[Start of Attachment]

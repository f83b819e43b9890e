//! Corpus Exporter: system entries -> locale files.
//!
//! Sync is a targeted merge into what is already on disk. Each locale file is
//! read fresh, only the leaves for tracked keys are overwritten, and keys that
//! exist only in the file survive. Every tree is rebuilt in memory before the
//! first file is written.
//!
//! Files are not locked; a concurrent writer to the same locale file during
//! a sync can lose its update.

use crate::error::Result;
use crate::i18n::corpus::LocaleCorpus;
use crate::i18n::entry::{EntryFilter, DEFAULT_NAMESPACE};
use crate::i18n::registry::LocaleRegistry;
use crate::i18n::store::EntryStore;
use crate::i18n::tree::set_path;
use serde::Serialize;
use serde_json::Value;
use std::collections::BTreeMap;
use tracing::{debug, info};

#[derive(Debug, Clone, Default, PartialEq, Eq, Serialize)]
#[serde(rename_all = "camelCase")]
pub struct SyncReport {
    /// System entries applied to the trees.
    pub synced: usize,
    pub locales_written: Vec<String>,
}

pub struct CorpusExporter<'a> {
    store: &'a dyn EntryStore,
    corpus: &'a LocaleCorpus,
    registry: &'a LocaleRegistry,
    namespace: String,
}

impl<'a> CorpusExporter<'a> {
    pub fn new(
        store: &'a dyn EntryStore,
        corpus: &'a LocaleCorpus,
        registry: &'a LocaleRegistry,
    ) -> Self {
        Self {
            store,
            corpus,
            registry,
            namespace: DEFAULT_NAMESPACE.to_string(),
        }
    }

    /// Export a namespace other than the default one.
    pub fn with_namespace(mut self, namespace: impl Into<String>) -> Self {
        self.namespace = namespace.into();
        self
    }

    /// Write system entries into the locale files, keeping keys only the files have.
    pub async fn sync(&self) -> Result<SyncReport> {
        let entries = self
            .store
            .find(&EntryFilter::system().namespace(&self.namespace))
            .await?;

        let mut trees: BTreeMap<&str, Value> = BTreeMap::new();
        for locale in self.registry.codes() {
            trees.insert(locale, self.corpus.read_tree_or_empty(locale).await?);
        }

        for entry in &entries {
            for (locale, value) in &entry.values {
                if value.trim().is_empty() {
                    continue;
                }
                match trees.get_mut(locale.as_str()) {
                    Some(tree) => set_path(tree, &entry.key_path, Value::String(value.clone())),
                    None => debug!(
                        "Ignoring '{}' value of '{}': locale not configured",
                        locale, entry.key_path
                    ),
                }
            }
        }

        let mut report = SyncReport {
            synced: entries.len(),
            locales_written: Vec::with_capacity(trees.len()),
        };
        for (locale, tree) in &trees {
            self.corpus.write_tree(locale, tree).await?;
            report.locales_written.push(locale.to_string());
        }

        info!(
            "Synced {} entries to {} locale files in {}",
            report.synced,
            report.locales_written.len(),
            self.corpus.dir().display()
        );
        Ok(report)
    }
}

[End of Attachment]

Transcribe the listing. Every line must match exactly.

[RESPONSE TO THE TASK]:
repository f83b819e43b9890e
//! Corpus Exporter: system entries -> locale files.
//!
//! Sync is a targeted merge into what is already on disk. Each locale file is
//! read fresh, only the leaves for tracked keys are overwritten, and keys that
//! exist only in the file survive. Every tree is rebuilt in memory before the
//! first file is written.
//!
//! Files are not locked; a concurrent writer to the same locale file during
//! a sync can lose its update.

use crate::error::Result;
use crate::i18n::corpus::LocaleCorpus;
use crate::i18n::entry::{EntryFilter, DEFAULT_NAMESPACE};
use crate::i18n::registry::LocaleRegistry;
use crate::i18n::store::EntryStore;
use crate::i18n::tree::set_path;
use serde::Serialize;
use serde_json::Value;
use std::collections::BTreeMap;
use tracing::{debug, info};

#[derive(Debug, Clone, Default, PartialEq, Eq, Serialize)]
#[serde(rename_all = "camelCase")]
pub struct SyncReport {
    /// System entries applied to the trees.
    pub synced: usize,
    pub locales_written: Vec<String>,
}

pub struct CorpusExporter<'a> {
    store: &'a dyn EntryStore,
    corpus: &'a LocaleCorpus,
    registry: &'a LocaleRegistry,
    namespace: String,
}

impl<'a> CorpusExporter<'a> {
    pub fn new(
        store: &'a dyn EntryStore,
        corpus: &'a LocaleCorpus,
        registry: &'a LocaleRegistry,
    ) -> Self {
        Self {
            store,
            corpus,
            registry,
            namespace: DEFAULT_NAMESPACE.to_string(),
        }
    }

    /// Export a namespace other than the default one.
    pub fn with_namespace(mut self, namespace: impl Into<String>) -> Self {
        self.namespace = namespace.into();
        self
    }

    /// Write system entries into the locale files, keeping keys only the files have.
    pub async fn sync(&self) -> Result<SyncReport> {
        let entries = self
            .store
            .find(&EntryFilter::system().namespace(&self.namespace))
            .await?;

        let mut trees: BTreeMap<&str, Value> = BTreeMap::new();
        for locale in self.registry.codes() {
            trees.insert(locale, self.corpus.read_tree_or_empty(locale).await?);
        }

        for entry in &entries {
            for (locale, value) in &entry.values {
                if value.trim().is_empty() {
                    continue;
                }
                match trees.get_mut(locale.as_str()) {
                    Some(tree) => set_path(tree, &entry.key_path, Value::String(value.clone())),
                    None => debug!(
                        "Ignoring '{}' value of '{}': locale not configured",
                        locale, entry.key_path
                    ),
                }
            }
        }

        let mut report = SyncReport {
            synced: entries.len(),
            locales_written: Vec::with_capacity(trees.len()),
        };
        for (locale, tree) in &trees {
            self.corpus.write_tree(locale, tree).await?;
            report.locales_written.push(locale.to_string());
        }

        info!(
            "Synced {} entries to {} locale files in {}",
            report.synced,
            report.locales_written.len(),
            self.corpus.dir().display()
        );
        Ok(report)
    }
}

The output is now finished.